PORT TOWNSEND — The Humane Society of Jefferson County is looking for a few good animal lovers.

“We are looking for new members and board members who have a compassionate, cooperative spirit and would like to help ensure that the values of the community are reflected in the policies and practices of the organization,” said Lizzie Hewitt, board member.

“Not everyone has the time to volunteer on a regular basis, but there are many other ways to help, and we are seeking to expand our community involvement,” she added.

The Humane Society is soliciting both members, who pay $25 year and can volunteer their services, as well as board members, Hewitt said.

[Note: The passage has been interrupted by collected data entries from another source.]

//! MediaWiki Action API client.
//!
//! Two read calls are used: the `categorymembers` listing (paginated through
//! opaque continuation parameters) and `parse` for rendered article HTML.
//! [`WikiApi`] is the seam the rest of the workspace programs against, so the
//! pipeline can run against [`MediaWikiClient`] or an in-memory fake.

use std::collections::BTreeMap;
use std::future::Future;
use std::time::{Duration, Instant};

use reqwest::{Client, StatusCode};
use serde::Deserialize;
use serde::de::DeserializeOwned;
use tokio::sync::Mutex;
use tracing::{debug, instrument};
use url::Url;

use wikicorpus_shared::{CorpusError, HarvestConfig, Result};

use crate::retry::retry_with_backoff;

/// User-Agent string for API requests.
const USER_AGENT: &str = concat!("wikicorpus/", env!("CARGO_PKG_VERSION"));

/// Maximum number of HTTP redirects to follow.
const MAX_REDIRECTS: usize = 5;

/// Namespace ids of the MediaWiki core namespaces we classify by.
const NS_ARTICLE: i64 = 0;
const NS_FILE: i64 = 6;
const NS_CATEGORY: i64 = 14;

// ---------------------------------------------------------------------------
// Domain types
// ---------------------------------------------------------------------------

/// What a category member is.
#[derive(Debug, Clone, Copy, PartialEq, Eq)]
pub enum MemberKind {
    /// A page in the main (article) namespace.
    Article,
    /// A nested category. Never recursed into.
    Subcategory,
    /// A media file description page.
    File,
    /// A page outside the article namespace (portal, template, user page, ...).
    OtherPage,
}

/// One entry of a membership listing.
#[derive(Debug, Clone, PartialEq, Eq)]
pub struct Member {
    /// Page title, the remote key.
    pub id: String,
    /// Member classification.
    pub kind: MemberKind,
}

impl Member {
    pub fn article(id: impl Into<String>) -> Self {
        Self {
            id: id.into(),
            kind: MemberKind::Article,
        }
    }

    pub fn subcategory(id: impl Into<String>) -> Self {
        Self {
            id: id.into(),
            kind: MemberKind::Subcategory,
        }
    }

    pub fn file(id: impl Into<String>) -> Self {
        Self {
            id: id.into(),
            kind: MemberKind::File,
        }
    }
}

/// Opaque continuation token of a paginated listing.
///
/// Holds the continuation parameters exactly as the service returned them;
/// they are echoed back verbatim on the next request.
#[derive(Debug, Clone, PartialEq, Eq)]
pub struct ContinuationCursor {
    params: BTreeMap<String, String>,
}

impl ContinuationCursor {
    /// Build a cursor from raw continuation parameters.
    pub fn from_params<K, V>(params: impl IntoIterator<Item = (K, V)>) -> Self
    where
        K: Into<String>,
        V: Into<String>,
    {
        Self {
            params: params
                .into_iter()
                .map(|(k, v)| (k.into(), v.into()))
                .collect(),
        }
    }

    /// Look up a single continuation parameter.
    pub fn get(&self, key: &str) -> Option<&str> {
        self.params.get(key).map(String::as_str)
    }

    /// All continuation parameters, to be appended to the next request.
    pub fn params(&self) -> impl Iterator<Item = (&str, &str)> {
        self.params.iter().map(|(k, v)| (k.as_str(), v.as_str()))
    }
}

/// One page of a membership listing.
#[derive(Debug, Clone, Default)]
pub struct MemberPage {
    /// Members in listing order.
    pub members: Vec<Member>,
    /// Cursor for the next page, `None` at end of data.
    pub next: Option<ContinuationCursor>,
}

/// Rendered article as returned by the content call.
#[derive(Debug, Clone)]
pub struct ArticlePage {
    /// Canonical title after redirects.
    pub title: String,
    /// Rendered body HTML.
    pub html: String,
    /// The page is a disambiguation page.
    pub disambiguation: bool,
}

// ---------------------------------------------------------------------------
// WikiApi
// ---------------------------------------------------------------------------

/// The remote encyclopedia's read API.
pub trait WikiApi: Send + Sync {
    /// List one page of the direct members of `category`.
    fn list_members(
        &self,
        category: &str,
        cursor: Option<&ContinuationCursor>,
    ) -> impl Future<Output = Result<MemberPage>> + Send;

    /// Fetch the rendered body of one article.
    ///
    /// Fails with [`CorpusError::NotFound`] if the page does not exist.
    fn fetch_article(&self, title: &str) -> impl Future<Output = Result<ArticlePage>> + Send;
}

// ---------------------------------------------------------------------------
// MediaWikiClient
// ---------------------------------------------------------------------------

/// HTTP implementation of [`WikiApi`] against `api.php`.
pub struct MediaWikiClient {
    client: Client,
    api_url: Url,
    rate_limit: Duration,
    max_retries: u32,
    retry_backoff: Duration,
    /// Earliest instant the next request may be sent.
    next_slot: Mutex<Instant>,
}

impl MediaWikiClient {
    /// Create a client for the endpoint and limits in `config`.
    pub fn new(config: &HarvestConfig) -> Result<Self> {
        let api_url_str = config.api_url();
        let api_url = Url::parse(&api_url_str)
            .map_err(|e| CorpusError::config(format!("invalid API URL '{api_url_str}': {e}")))?;

        let client = Client::builder()
            .user_agent(USER_AGENT)
            .redirect(reqwest::redirect::Policy::limited(MAX_REDIRECTS))
            .timeout(Duration::from_secs(config.timeout_secs))
            .build()
            .map_err(|e| CorpusError::config(format!("failed to build HTTP client: {e}")))?;

        Ok(Self {
            client,
            api_url,
            rate_limit: Duration::from_millis(config.rate_limit_ms),
            max_retries: config.max_retries,
            retry_backoff: Duration::from_millis(config.retry_backoff_ms),
            next_slot: Mutex::new(Instant::now()),
        })
    }

    /// The resolved API endpoint.
    pub fn api_url(&self) -> &Url {
        &self.api_url
    }

    /// Wait until the rate limit allows another request.
    async fn throttle(&self) {
        if self.rate_limit.is_zero() {
            return;
        }
        let wait = {
            let mut next = self.next_slot.lock().await;
            let now = Instant::now();
            let start = (*next).max(now);
            *next = start + self.rate_limit;
            start - now
        };
        if !wait.is_zero() {
            tokio::time::sleep(wait).await;
        }
    }

    /// GET `api.php` with the given parameters, retrying transient failures.
    async fn get_json<T: DeserializeOwned>(&self, unit: &str, params: &[(&str, &str)]) -> Result<T> {
        retry_with_backoff(unit, self.max_retries, self.retry_backoff, || {
            self.get_json_once(unit, params)
        })
        .await
    }

    async fn get_json_once<T: DeserializeOwned>(
        &self,
        unit: &str,
        params: &[(&str, &str)],
    ) -> Result<T> {
        self.throttle().await;

        let response = self
            .client
            .get(self.api_url.clone())
            .query(&[("format", "json"), ("formatversion", "2")])
            .query(params)
            .send()
            .await
            .map_err(|e| transport_error(unit, &e))?;

        let status = response.status();
        if !status.is_success() {
            return Err(status_error(unit, status));
        }

        let body = response
            .text()
            .await
            .map_err(|e| transport_error(unit, &e))?;

        // API errors arrive with HTTP 200; classify them inside the retried attempt.
        let envelope: ErrorEnvelope = serde_json::from_str(&body)
            .map_err(|e| CorpusError::parse(format!("{unit}: malformed API response: {e}")))?;
        if let Some(err) = envelope.error {
            return Err(api_error(unit, err));
        }

        serde_json::from_str(&body)
            .map_err(|e| CorpusError::parse(format!("{unit}: malformed API response: {e}")))
    }
}

impl WikiApi for MediaWikiClient {
    #[instrument(skip(self, cursor), fields(continued = cursor.is_some()))]
    async fn list_members(
        &self,
        category: &str,
        cursor: Option<&ContinuationCursor>,
    ) -> Result<MemberPage> {
        let mut params: Vec<(&str, &str)> = vec![
            ("action", "query"),
            ("list", "categorymembers"),
            ("cmtitle", category),
            ("cmprop", "ids|title|type"),
            ("cmlimit", "max"),
        ];
        if let Some(cursor) = cursor {
            params.extend(cursor.params());
        }

        let response: MembersResponse = self.get_json(category, &params).await?;

        let members: Vec<Member> = response
            .query
            .map(|q| q.categorymembers)
            .unwrap_or_default()
            .into_iter()
            .map(|raw| Member {
                kind: classify(raw.ns, raw.kind.as_deref()),
                id: raw.title,
            })
            .collect();

        let next = response
            .continuation
            .filter(|params| !params.is_empty())
            .map(ContinuationCursor::from_params);

        debug!(
            members = members.len(),
            has_next = next.is_some(),
            "membership page received"
        );

        Ok(MemberPage { members, next })
    }

    #[instrument(skip(self))]
    async fn fetch_article(&self, title: &str) -> Result<ArticlePage> {
        let params = [
            ("action", "parse"),
            ("page", title),
            ("prop", "text|properties"),
            ("redirects", "1"),
            ("disableeditsection", "1"),
            ("disablelimitreport", "1"),
        ];

        let response: ParseResponse = self.get_json(title, &params).await?;

        let parsed = response
            .parse
            .ok_or_else(|| CorpusError::parse(format!("{title}: response has no 'parse' object")))?;

        Ok(ArticlePage {
            disambiguation: is_disambiguation(&parsed.properties),
            title: parsed.title,
            html: parsed.text,
        })
    }
}

// ---------------------------------------------------------------------------
// Wire format
// ---------------------------------------------------------------------------

#[derive(Debug, Deserialize)]
struct ApiError {
    code: String,
    #[serde(default)]
    info: String,
}

#[derive(Debug, Deserialize)]
struct ErrorEnvelope {
    #[serde(default)]
    error: Option<ApiError>,
}

#[derive(Debug, Deserialize)]
struct MembersResponse {
    #[serde(default, rename = "continue")]
    continuation: Option<BTreeMap<String, String>>,
    #[serde(default)]
    query: Option<MembersQuery>,
}

#[derive(Debug, Deserialize)]
struct MembersQuery {
    #[serde(default)]
    categorymembers: Vec<RawMember>,
}

#[derive(Debug, Deserialize)]
struct RawMember {
    #[serde(default)]
    ns: i64,
    title: String,
    #[serde(default, rename = "type")]
    kind: Option<String>,
}

#[derive(Debug, Deserialize)]
struct ParseResponse {
    #[serde(default)]
    parse: Option<ParsedPage>,
}

#[derive(Debug, Deserialize)]
struct ParsedPage {
    title: String,
    #[serde(default)]
    text: String,
    #[serde(default)]
    properties: serde_json::Value,
}

// ---------------------------------------------------------------------------
// Helpers
// ---------------------------------------------------------------------------

/// Classify a listing entry by its reported type, falling back to the namespace.
fn classify(ns: i64, kind: Option<&str>) -> MemberKind {
    match kind {
        Some("subcat") => MemberKind::Subcategory,
        Some("file") => MemberKind::File,
        Some("page") | None => match ns {
            NS_ARTICLE => MemberKind::Article,
            NS_CATEGORY => MemberKind::Subcategory,
            NS_FILE => MemberKind::File,
            _ => MemberKind::OtherPage,
        },
        Some(_) => MemberKind::OtherPage,
    }
}

/// `properties` is an object in formatversion 2 and a list of `{name, *}` in 1.
fn is_disambiguation(properties: &serde_json::Value) -> bool {
    match properties {
        serde_json::Value::Object(map) => map.contains_key("disambiguation"),
        serde_json::Value::Array(items) => items
            .iter()
            .any(|p| p.get("name").and_then(|n| n.as_str()) == Some("disambiguation")),
        _ => false,
    }
}

fn api_error(unit: &str, err: ApiError) -> CorpusError {
    match err.code.as_str() {
        "missingtitle" | "invalidtitle" | "nosuchpageid" | "pagecannotexist" => {
            CorpusError::not_found(unit)
        }
        "ratelimited" | "maxlag" | "readonly" => {
            CorpusError::Transient(format!("{unit}: {}: {}", err.code, err.info))
        }
        code if code.starts_with("internal_api_error") => {
            CorpusError::Transient(format!("{unit}: {}: {}", err.code, err.info))
        }
        _ => CorpusError::parse(format!("{unit}: API error {}: {}", err.code, err.info)),
    }
}

fn status_error(unit: &str, status: StatusCode) -> CorpusError {
    if status == StatusCode::TOO_MANY_REQUESTS || status.is_server_error() {
        CorpusError::Transient(format!("{unit}: HTTP {status}"))
    } else {
        CorpusError::parse(format!("{unit}: unexpected HTTP {status}"))
    }
}

fn transport_error(unit: &str, e: &reqwest::Error) -> CorpusError {
    if e.is_timeout() {
        CorpusError::Transient(format!("{unit}: request timed out"))
    } else {
        CorpusError::Transient(format!("{unit}: {e}"))
    }
}
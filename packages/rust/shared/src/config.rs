//! Application configuration for wikicorpus.
//!
//! User config lives at `~/.wikicorpus/wikicorpus.toml`.
//! CLI flags override config file values, which override defaults.

use std::path::{Path, PathBuf};

use serde::{Deserialize, Serialize};

use crate::error::{CorpusError, Result};
use crate::types::OutputFormat;

/// Default configuration file name.
const CONFIG_FILE_NAME: &str = "wikicorpus.toml";

/// Default config directory name under the user's home.
const CONFIG_DIR_NAME: &str = ".wikicorpus";

// ---------------------------------------------------------------------------
// Config structs (matching wikicorpus.toml schema)
// ---------------------------------------------------------------------------

/// Top-level application config, deserialized from TOML.
#[derive(Debug, Clone, Default, Serialize, Deserialize)]
pub struct AppConfig {
    /// Harvest defaults.
    #[serde(default)]
    pub defaults: DefaultsConfig,

    /// Remote API access.
    #[serde(default)]
    pub remote: RemoteConfig,

    /// Article text extraction.
    #[serde(default)]
    pub extraction: ExtractionConfig,
}

/// `[defaults]` section.
#[derive(Debug, Clone, Serialize, Deserialize)]
pub struct DefaultsConfig {
    /// ISO 639-1 language code of the encyclopedia edition.
    #[serde(default = "default_lang")]
    pub lang: String,

    /// Maximum number of articles admitted per category.
    #[serde(default = "default_max_articles")]
    pub max_articles: usize,

    /// Maximum article length in characters; longer texts are truncated.
    /// `0` disables the upper bound.
    #[serde(default = "default_max_article_length")]
    pub max_article_length: usize,

    /// Minimum article length in characters; shorter texts are rejected.
    #[serde(default)]
    pub min_article_length: usize,

    /// Corpus output format.
    #[serde(default)]
    pub output_format: OutputFormat,

    /// Articles fetched concurrently within one category.
    #[serde(default = "default_fetch_concurrency")]
    pub fetch_concurrency: usize,
}

impl Default for DefaultsConfig {
    fn default() -> Self {
        Self {
            lang: default_lang(),
            max_articles: default_max_articles(),
            max_article_length: default_max_article_length(),
            min_article_length: 0,
            output_format: OutputFormat::default(),
            fetch_concurrency: default_fetch_concurrency(),
        }
    }
}

fn default_lang() -> String {
    "de".into()
}
fn default_max_articles() -> usize {
    1000
}
fn default_max_article_length() -> usize {
    10_000
}
fn default_fetch_concurrency() -> usize {
    1
}

/// `[remote]` section.
#[derive(Debug, Clone, Serialize, Deserialize)]
pub struct RemoteConfig {
    /// API endpoint; `{lang}` is replaced with the language code.
    #[serde(default = "default_api_url_template")]
    pub api_url_template: String,

    /// Per-request timeout in seconds.
    #[serde(default = "default_timeout_secs")]
    pub timeout_secs: u64,

    /// Minimum ms between consecutive requests.
    #[serde(default)]
    pub rate_limit_ms: u64,

    /// Retries for transient failures before a unit is given up.
    #[serde(default = "default_max_retries")]
    pub max_retries: u32,

    /// Base delay of the exponential retry backoff.
    #[serde(default = "default_retry_backoff_ms")]
    pub retry_backoff_ms: u64,
}

impl Default for RemoteConfig {
    fn default() -> Self {
        Self {
            api_url_template: default_api_url_template(),
            timeout_secs: default_timeout_secs(),
            rate_limit_ms: 0,
            max_retries: default_max_retries(),
            retry_backoff_ms: default_retry_backoff_ms(),
        }
    }
}

fn default_api_url_template() -> String {
    "https://{lang}.wikipedia.org/w/api.php".into()
}
fn default_timeout_secs() -> u64 {
    30
}
fn default_max_retries() -> u32 {
    2
}
fn default_retry_backoff_ms() -> u64 {
    1000
}

/// `[extraction]` section.
#[derive(Debug, Clone, Serialize, Deserialize)]
pub struct ExtractionConfig {
    /// Section titles whose content (including subsections) is dropped.
    #[serde(default = "default_skip_sections")]
    pub skip_sections: Vec<String>,

    /// Articles whose title contains any of these substrings are never admitted.
    #[serde(default = "default_exclude_title_patterns")]
    pub exclude_title_patterns: Vec<String>,

    /// Keep section headings as lines of the extracted text.
    #[serde(default)]
    pub include_headings: bool,
}

impl Default for ExtractionConfig {
    fn default() -> Self {
        Self {
            skip_sections: default_skip_sections(),
            exclude_title_patterns: default_exclude_title_patterns(),
            include_headings: false,
        }
    }
}

fn default_skip_sections() -> Vec<String> {
    [
        "Literatur",
        "Weblinks",
        "Einzelnachweis",
        "Einzelnachweise",
        "Siehe auch",
        "Anmerkungen",
    ]
    .into_iter()
    .map(String::from)
    .collect()
}
fn default_exclude_title_patterns() -> Vec<String> {
    vec!["Liste von".into(), "Liste d".into()]
}

// ---------------------------------------------------------------------------
// Harvest config (runtime, merged from config + CLI flags)
// ---------------------------------------------------------------------------

/// Runtime harvest configuration, merged from config file and CLI flags.
#[derive(Debug, Clone)]
pub struct HarvestConfig {
    /// Language code, selects the encyclopedia edition.
    pub lang: String,
    /// Per-category admission cap.
    pub max_articles: usize,
    /// Lower length bound in characters.
    pub min_article_length: usize,
    /// Upper length bound in characters; `None` means unbounded.
    pub max_article_length: Option<usize>,
    /// Corpus output format.
    pub output_format: OutputFormat,
    /// Articles fetched concurrently within one category.
    pub fetch_concurrency: usize,
    /// API endpoint template (`{lang}` placeholder).
    pub api_url_template: String,
    /// Per-request timeout in seconds.
    pub timeout_secs: u64,
    /// Delay between consecutive requests in ms.
    pub rate_limit_ms: u64,
    /// Retries for transient failures.
    pub max_retries: u32,
    /// Base delay of the retry backoff in ms.
    pub retry_backoff_ms: u64,
    /// Section titles dropped from article text.
    pub skip_sections: Vec<String>,
    /// Title substrings that exclude an article before admission.
    pub exclude_title_patterns: Vec<String>,
    /// Keep section headings in the extracted text.
    pub include_headings: bool,
}

impl From<&AppConfig> for HarvestConfig {
    fn from(config: &AppConfig) -> Self {
        let max_len = config.defaults.max_article_length;
        Self {
            lang: config.defaults.lang.clone(),
            max_articles: config.defaults.max_articles,
            min_article_length: config.defaults.min_article_length,
            max_article_length: (max_len > 0).then_some(max_len),
            output_format: config.defaults.output_format,
            fetch_concurrency: config.defaults.fetch_concurrency,
            api_url_template: config.remote.api_url_template.clone(),
            timeout_secs: config.remote.timeout_secs,
            rate_limit_ms: config.remote.rate_limit_ms,
            max_retries: config.remote.max_retries,
            retry_backoff_ms: config.remote.retry_backoff_ms,
            skip_sections: config.extraction.skip_sections.clone(),
            exclude_title_patterns: config.extraction.exclude_title_patterns.clone(),
            include_headings: config.extraction.include_headings,
        }
    }
}

impl Default for HarvestConfig {
    fn default() -> Self {
        Self::from(&AppConfig::default())
    }
}

impl HarvestConfig {
    /// Reject contradictory or unusable settings before any network call.
    pub fn validate(&self) -> Result<()> {
        if self.lang.is_empty()
            || !self
                .lang
                .chars()
                .all(|c| c.is_ascii_alphanumeric() || c == '-')
        {
            return Err(CorpusError::config(format!(
                "invalid language code '{}'",
                self.lang
            )));
        }
        if self.max_articles == 0 {
            return Err(CorpusError::config("max_articles must be at least 1"));
        }
        if self.fetch_concurrency == 0 {
            return Err(CorpusError::config("fetch_concurrency must be at least 1"));
        }
        if self.timeout_secs == 0 {
            return Err(CorpusError::config("timeout_secs must be at least 1"));
        }
        if let Some(max) = self.max_article_length {
            if self.min_article_length > max {
                return Err(CorpusError::config(format!(
                    "min_article_length ({}) exceeds max_article_length ({max})",
                    self.min_article_length
                )));
            }
        }
        if !self.api_url_template.contains("://") {
            return Err(CorpusError::config(format!(
                "api_url_template is not a URL: {}",
                self.api_url_template
            )));
        }
        Ok(())
    }

    /// The API endpoint for the configured language.
    pub fn api_url(&self) -> String {
        self.api_url_template.replace("{lang}", &self.lang)
    }
}

// ---------------------------------------------------------------------------
// Config loading
// ---------------------------------------------------------------------------

/// Get the path to the config directory (`~/.wikicorpus/`).
pub fn config_dir() -> Result<PathBuf> {
    let home = dirs::home_dir()
        .ok_or_else(|| CorpusError::config("could not determine home directory"))?;
    Ok(home.join(CONFIG_DIR_NAME))
}

/// Get the path to the config file (`~/.wikicorpus/wikicorpus.toml`).
pub fn config_file_path() -> Result<PathBuf> {
    Ok(config_dir()?.join(CONFIG_FILE_NAME))
}

/// Load the application config from disk. Returns defaults if the file does not exist.
pub fn load_config() -> Result<AppConfig> {
    let path = config_file_path()?;

    if !path.exists() {
        tracing::debug!(?path, "config file not found, using defaults");
        return Ok(AppConfig::default());
    }

    load_config_from(&path)
}

/// Load the application config from a specific file path.
pub fn load_config_from(path: &Path) -> Result<AppConfig> {
    let content = std::fs::read_to_string(path).map_err(|e| CorpusError::io(path, e))?;

    toml::from_str(&content)
        .map_err(|e| CorpusError::config(format!("failed to parse {}: {e}", path.display())))
}

/// Create the config directory and write a default config file.
/// Returns the path to the created file.
pub fn init_config() -> Result<PathBuf> {
    let dir = config_dir()?;
    std::fs::create_dir_all(&dir).map_err(|e| CorpusError::io(&dir, e))?;

    let path = dir.join(CONFIG_FILE_NAME);
    let config = AppConfig::default();
    let content =
        toml::to_string_pretty(&config).map_err(|e| CorpusError::config(e.to_string()))?;

    std::fs::write(&path, content).map_err(|e| CorpusError::io(&path, e))?;
    tracing::info!(?path, "created default config file");

    Ok(path)
}
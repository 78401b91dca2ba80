//! Retry with exponential backoff for remote calls.

use std::future::Future;
use std::time::Duration;

use tracing::{debug, warn};

use wikicorpus_shared::Result;

/// Exponential backoff: `base * 2^(attempt - 1)` (base, 2×base, 4×base, ...).
pub(crate) fn backoff_duration(base: Duration, attempt: u32) -> Duration {
    base.saturating_mul(2u32.saturating_pow(attempt.saturating_sub(1)))
}

/// Retry a fallible remote call with exponential backoff.
///
/// Only errors for which [`CorpusError::is_retryable`] holds are retried, up to
/// `max_retries` times. Returns the first success, or the final error.
///
/// [`CorpusError::is_retryable`]: wikicorpus_shared::CorpusError::is_retryable
pub(crate) async fn retry_with_backoff<T, F, Fut>(
    label: &str,
    max_retries: u32,
    base: Duration,
    mut attempt_fn: F,
) -> Result<T>
where
    F: FnMut() -> Fut,
    Fut: Future<Output = Result<T>>,
{
    let mut attempt = 0u32;
    loop {
        match attempt_fn().await {
            Ok(v) => return Ok(v),
            Err(e) if attempt < max_retries && e.is_retryable() => {
                attempt += 1;
                debug!(
                    unit = label,
                    attempt,
                    max_retries,
                    error = %e,
                    "remote call failed, retrying"
                );
                tokio::time::sleep(backoff_duration(base, attempt)).await;
            }
            Err(e) => {
                if e.is_retryable() && max_retries > 0 {
                    warn!(unit = label, error = %e, "giving up after retries");
                }
                return Err(e);
            }
        }
    }
}
//! Category definition input: group label → ordered category identifiers.
//!
//! The input file is a JSON object such as
//! `{"Bronzezeit": ["Kategorie:Bronzezeit_(Alter_Orient)", "Kategorie:Hethiter"]}`.
//! Key order is preserved; it decides which group wins when the same article
//! is reachable from several groups.

use std::fmt;
use std::path::Path;

use serde::de::{self, Deserializer, MapAccess, Visitor};
use serde::Deserialize;

use crate::error::{CorpusError, Result};

/// A group label with the categories harvested under it.
#[derive(Debug, Clone, PartialEq, Eq)]
pub struct CategoryGroup {
    /// User-chosen corpus partition name.
    pub label: String,
    /// Exact remote category keys, in input order.
    pub categories: Vec<String>,
}

/// All groups of one run, in input order. Labels are unique.
#[derive(Debug, Clone, Default, PartialEq, Eq)]
pub struct CategoryGroups {
    groups: Vec<CategoryGroup>,
}

impl CategoryGroups {
    /// Build from already-constructed groups, rejecting duplicate labels.
    pub fn new(groups: Vec<CategoryGroup>) -> Result<Self> {
        for (i, group) in groups.iter().enumerate() {
            if groups[..i].iter().any(|g| g.label == group.label) {
                return Err(CorpusError::config(format!(
                    "duplicate group label '{}'",
                    group.label
                )));
            }
        }
        Ok(Self { groups })
    }

    /// Parse the JSON category definition.
    pub fn from_json_str(content: &str) -> Result<Self> {
        serde_json::from_str(content)
            .map_err(|e| CorpusError::config(format!("invalid category file: {e}")))
    }

    /// Iterate over groups in input order.
    pub fn iter(&self) -> std::slice::Iter<'_, CategoryGroup> {
        self.groups.iter()
    }

    /// Number of groups.
    pub fn len(&self) -> usize {
        self.groups.len()
    }

    /// Whether there are no groups at all.
    pub fn is_empty(&self) -> bool {
        self.groups.is_empty()
    }

    /// Total number of category identifiers across all groups.
    pub fn category_count(&self) -> usize {
        self.groups.iter().map(|g| g.categories.len()).sum()
    }
}

impl<'a> IntoIterator for &'a CategoryGroups {
    type Item = &'a CategoryGroup;
    type IntoIter = std::slice::Iter<'a, CategoryGroup>;

    fn into_iter(self) -> Self::IntoIter {
        self.iter()
    }
}

impl<'de> Deserialize<'de> for CategoryGroups {
    fn deserialize<D>(deserializer: D) -> std::result::Result<Self, D::Error>
    where
        D: Deserializer<'de>,
    {
        struct GroupsVisitor;

        impl<'de> Visitor<'de> for GroupsVisitor {
            type Value = CategoryGroups;

            fn expecting(&self, f: &mut fmt::Formatter<'_>) -> fmt::Result {
                f.write_str("a mapping from group label to a list of category identifiers")
            }

            fn visit_map<M>(self, mut map: M) -> std::result::Result<Self::Value, M::Error>
            where
                M: MapAccess<'de>,
            {
                let mut groups: Vec<CategoryGroup> =
                    Vec::with_capacity(map.size_hint().unwrap_or(0));

                while let Some((label, categories)) = map.next_entry::<String, Vec<String>>()? {
                    groups.push(CategoryGroup { label, categories });
                }

                CategoryGroups::new(groups).map_err(de::Error::custom)
            }
        }

        deserializer.deserialize_map(GroupsVisitor)
    }
}

/// Load the category definition file.
///
/// Any read or parse failure is a [`CorpusError::Config`]: nothing has been
/// fetched yet, so the run aborts immediately.
pub fn load_category_groups(path: &Path) -> Result<CategoryGroups> {
    let content = std::fs::read_to_string(path).map_err(|e| {
        CorpusError::config(format!("cannot read category file {}: {e}", path.display()))
    })?;

    let groups = CategoryGroups::from_json_str(&content)?;

    tracing::info!(
        path = %path.display(),
        groups = groups.len(),
        categories = groups.category_count(),
        "loaded category definitions"
    );

    Ok(groups)
}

The board, which now has three members — Hewitt, Paul Becker and Steve Gillard — has just enough for a quorum.

Four others have shown interest in serving on the board, which can have as many as nine members, Hewitt said.

Becker said the society has about 40 members, who are scheduled to meet to elect new board members at 1 p.m. March 22 in the lower meeting room of the Bishop Hotel, 714 Washington St.

Anyone who signs up as a member prior to the meeting can vote for board members who serve three-year terms, Hewitt said.

Once the new board is in place and membership has increased, the Humane Society can set out to fulfill its goals of education and fundraising, she added.

In 2011, the Humane Society took over from Jefferson County the management of the animal shelter, which is located at 112 Critter Lane in Port Townsend.

This year, it has become responsible for maintenance of the 20-year-old building, which is starting to show some wear.

“There are a lot of things you can do to help even if you don’t want to be on the board,” Becker said.

“There are a lot of challenges in running a 501(c)(3), but our biggest challenge is getting people to license their dogs,” he added.

Becker said there are about 2,000 licensed dogs in the county and estimates another 6,000 or 7,000 are unlicensed, based on census data that projects dogs per household.

Licenses cost $20 per year, so this has the potential of bringing in up to $70,000 in annual revenue, most of which would go to the shelter, which now has a $125,000 yearly budget.

It is illegal to have an unlicensed dog. The fine is $114 for the first offense, although that’s not the only reason to go legal.

“Dogs tend to get out, so their license is their license home,” Becker said.

While dog licenses are a money-maker, the care of the animals is a break-even-or-loss situation, Becker said.

Many of the animals need veterinary care, which Port Hadlock veterinarian Virginia Johnson provides as a discount, Hewitt said.

The shelter has the ability to hold 35 animals but is rarely at capacity, Hewitt said.

All of the kennel floors are heated, said Jill DeHaven, one of the two paid staff members.

New arrivals are given time to get adjusted.

“We let them settle in, letting them know they have food and water, or a clean box for the cats,” DeHaven said.

“After that, they become socialized.”

Many of the animals arrive unnamed, so shelter personnel try to select something appropriate, DeHaven said, using baby name websites as guides.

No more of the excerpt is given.